Secondary school in South Australia

Loxton High School is a public co-educational secondary school located in the Riverland town of Loxton, South Australia, approximately 250 km northeast of Adelaide. It is administered by the South Australian Department of Education, with an enrolment of 598 students and a teaching staff of 46 as of 2024. The school serves students from Year 7 to Year 12.

==History==
Opened in 1959, the school was originally known as Loxton Area High School, but it was shortened to Loxton High School in 1963.

In 1979 Loxton High commenced its record-breaking run at the annual Riverland Interschool Athletics Carnival, and to date has not been beaten for the championship shield since. The school celebrated its 40th consecutive win in 2019.

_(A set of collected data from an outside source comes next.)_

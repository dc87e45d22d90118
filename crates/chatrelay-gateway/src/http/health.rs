use axum::{extract::State, Json};
use chrono::Utc;
use serde_json::{json, Value};
use std::sync::Arc;

use chatrelay_dispatch::RelayContext;

use crate::app::AppState;

/// GET /health: liveness probe returning server metadata.
pub async fn health_handler(State(state): State<Arc<AppState>>) -> Json<Value> {
    let relay = state.relay();
    Json(json!({
        "status": "ok",
        "version": env!("CARGO_PKG_VERSION"),
        "git_sha": env!("CHATRELAY_GIT_SHA"),
        "provider": relay.agent().provider_name(),
        "model": relay.agent().model(),
        "sessions": relay.sessions().len(),
        "events_accepted": state.events_accepted(),
        "uptime_secs": (Utc::now() - state.started_at).num_seconds(),
    }))
}
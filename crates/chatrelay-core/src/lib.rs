//! Shared types, configuration and errors for the chatrelay workspace.

pub mod config;
pub mod error;
pub mod types;

pub use config::RelayConfig;
pub use error::{RelayError, Result};
pub use types::{Role, Turn, UserId};
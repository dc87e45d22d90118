use chatrelay_channels::ChannelError;

/// Errors produced while handling a single event. None of them are fatal;
/// the dispatcher logs them and moves on.
#[derive(Debug, thiserror::Error)]
pub enum DispatchError {
    /// The event lacks an identity the handler needs.
    #[error("event has no {0}")]
    Lookup(&'static str),

    #[error("transport error: {0}")]
    Channel(#[from] ChannelError),
}
use std::sync::Arc;
use std::time::Duration;

use tokio::sync::watch;
use tracing::{debug, info};

use crate::store::SessionStore;

/// Background janitor that evicts expired sessions on a fixed cadence.
///
/// Reads already ignore expired entries; the sweeper only bounds memory
/// for users who never come back.
pub struct SessionSweeper {
    store: Arc<SessionStore>,
    interval: Duration,
}

impl SessionSweeper {
    pub fn new(store: Arc<SessionStore>, interval: Duration) -> Self {
        Self { store, interval }
    }

    /// Sweep every `interval` until `shutdown` broadcasts `true`.
    pub async fn run(self, mut shutdown: watch::Receiver<bool>) {
        info!(interval_secs = self.interval.as_secs(), "session sweeper started");

        let mut interval = tokio::time::interval(self.interval);
        // The first tick completes immediately; nothing can be expired yet.
        interval.tick().await;
        loop {
            tokio::select! {
                _ = interval.tick() => {
                    let evicted = self.store.purge_expired();
                    if evicted > 0 {
                        debug!(evicted, remaining = self.store.len(), "expired sessions swept");
                    }
                }
                changed = shutdown.changed() => {
                    if changed.is_err() || *shutdown.borrow() {
                        info!("session sweeper shutting down");
                        break;
                    }
                }
            }
        }
    }
}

The school underwent a major re-development between 2001 and 2004 with the completion of a new administration building, science laboratories, technology workshops and a gymnasium. The work was originally meant to be completed by December 2003, with initial costs exceeding 5 million. However, this number was increased to over 6.5 million and by its completion in late 2004, costs reached 7 million.

== Demographics ==
In 2022, the school had a student enrolment of 614 students with 49 teachers (43.9 full-time equivalent) and 17 non-teaching staff (13.5 full-time equivalent). Female enrolments consisted of 329 students and Male enrolments consisted of 285 students; Indigenous enrolments accounted for a total of 5% and 4% of students had a language background other than English.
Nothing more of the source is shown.